[Stored items]
□ □ □ □

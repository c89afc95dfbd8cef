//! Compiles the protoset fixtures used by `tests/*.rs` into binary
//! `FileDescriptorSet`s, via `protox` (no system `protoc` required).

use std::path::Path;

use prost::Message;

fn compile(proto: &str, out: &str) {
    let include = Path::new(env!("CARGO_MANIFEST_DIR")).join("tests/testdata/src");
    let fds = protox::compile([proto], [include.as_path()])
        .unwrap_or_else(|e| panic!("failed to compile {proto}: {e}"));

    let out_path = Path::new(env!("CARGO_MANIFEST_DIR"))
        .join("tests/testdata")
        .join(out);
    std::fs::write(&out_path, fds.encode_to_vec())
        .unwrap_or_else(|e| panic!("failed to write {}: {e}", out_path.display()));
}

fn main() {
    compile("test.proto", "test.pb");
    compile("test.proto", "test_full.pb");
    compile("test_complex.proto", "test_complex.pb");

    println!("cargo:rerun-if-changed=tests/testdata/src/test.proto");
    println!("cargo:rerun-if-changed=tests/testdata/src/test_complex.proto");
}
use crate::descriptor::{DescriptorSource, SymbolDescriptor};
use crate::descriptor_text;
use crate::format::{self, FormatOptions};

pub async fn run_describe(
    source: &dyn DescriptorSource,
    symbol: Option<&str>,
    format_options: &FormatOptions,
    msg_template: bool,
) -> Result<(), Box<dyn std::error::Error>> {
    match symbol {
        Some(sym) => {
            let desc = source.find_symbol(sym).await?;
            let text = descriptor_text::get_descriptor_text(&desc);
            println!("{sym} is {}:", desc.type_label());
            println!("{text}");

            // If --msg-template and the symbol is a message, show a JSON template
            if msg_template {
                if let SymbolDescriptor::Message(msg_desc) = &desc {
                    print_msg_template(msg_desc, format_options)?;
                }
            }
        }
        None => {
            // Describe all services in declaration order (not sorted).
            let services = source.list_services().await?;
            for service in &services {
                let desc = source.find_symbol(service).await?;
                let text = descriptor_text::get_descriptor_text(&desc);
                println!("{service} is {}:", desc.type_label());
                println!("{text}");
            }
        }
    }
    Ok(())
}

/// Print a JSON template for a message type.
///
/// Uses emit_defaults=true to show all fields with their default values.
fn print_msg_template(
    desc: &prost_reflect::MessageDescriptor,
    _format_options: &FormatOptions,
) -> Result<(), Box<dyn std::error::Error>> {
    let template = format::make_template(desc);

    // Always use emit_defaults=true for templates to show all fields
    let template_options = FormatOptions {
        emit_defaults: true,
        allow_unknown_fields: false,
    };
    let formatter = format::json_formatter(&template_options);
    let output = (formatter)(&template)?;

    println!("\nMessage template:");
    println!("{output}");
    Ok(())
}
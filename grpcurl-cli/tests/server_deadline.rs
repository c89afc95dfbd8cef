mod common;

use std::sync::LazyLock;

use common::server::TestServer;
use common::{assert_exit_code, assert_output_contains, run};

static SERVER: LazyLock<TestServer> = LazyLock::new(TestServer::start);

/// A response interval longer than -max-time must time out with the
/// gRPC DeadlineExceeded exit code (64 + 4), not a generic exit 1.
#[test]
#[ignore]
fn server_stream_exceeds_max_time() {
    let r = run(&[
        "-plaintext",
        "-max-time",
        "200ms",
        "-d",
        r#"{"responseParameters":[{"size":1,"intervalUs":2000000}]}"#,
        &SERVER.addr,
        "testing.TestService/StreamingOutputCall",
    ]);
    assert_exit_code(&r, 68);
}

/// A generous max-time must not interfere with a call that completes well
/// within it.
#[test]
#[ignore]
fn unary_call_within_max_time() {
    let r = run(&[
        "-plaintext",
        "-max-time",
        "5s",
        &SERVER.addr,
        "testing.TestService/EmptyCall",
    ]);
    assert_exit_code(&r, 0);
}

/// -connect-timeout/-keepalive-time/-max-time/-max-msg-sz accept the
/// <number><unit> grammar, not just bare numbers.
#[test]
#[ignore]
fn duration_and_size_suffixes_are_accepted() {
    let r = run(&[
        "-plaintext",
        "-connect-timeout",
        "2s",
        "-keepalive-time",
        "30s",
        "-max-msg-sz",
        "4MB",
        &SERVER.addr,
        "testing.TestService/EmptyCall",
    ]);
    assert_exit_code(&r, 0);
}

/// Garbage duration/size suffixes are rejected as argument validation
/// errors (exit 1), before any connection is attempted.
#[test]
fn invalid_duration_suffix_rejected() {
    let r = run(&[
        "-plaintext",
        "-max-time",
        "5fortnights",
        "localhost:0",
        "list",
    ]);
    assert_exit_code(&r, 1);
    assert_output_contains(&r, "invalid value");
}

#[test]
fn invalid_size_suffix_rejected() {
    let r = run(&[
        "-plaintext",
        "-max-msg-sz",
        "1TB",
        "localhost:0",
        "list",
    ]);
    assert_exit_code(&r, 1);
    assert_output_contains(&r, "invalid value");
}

□ □ □ □

__Assignment__: Repeat exactly the lines above from the one with "filename grpcurl-cli/tests/server_deadline.rs" up to and including the one with "out with the". No other line belongs in the reply.

__Output for this task__:
filename grpcurl-cli/tests/server_deadline.rs
repository c89afc95dfbd8cef
mod common;

use std::sync::LazyLock;

use common::server::TestServer;
use common::{assert_exit_code, assert_output_contains, run};

static SERVER: LazyLock<TestServer> = LazyLock::new(TestServer::start);

/// A response interval longer than -max-time must time out with the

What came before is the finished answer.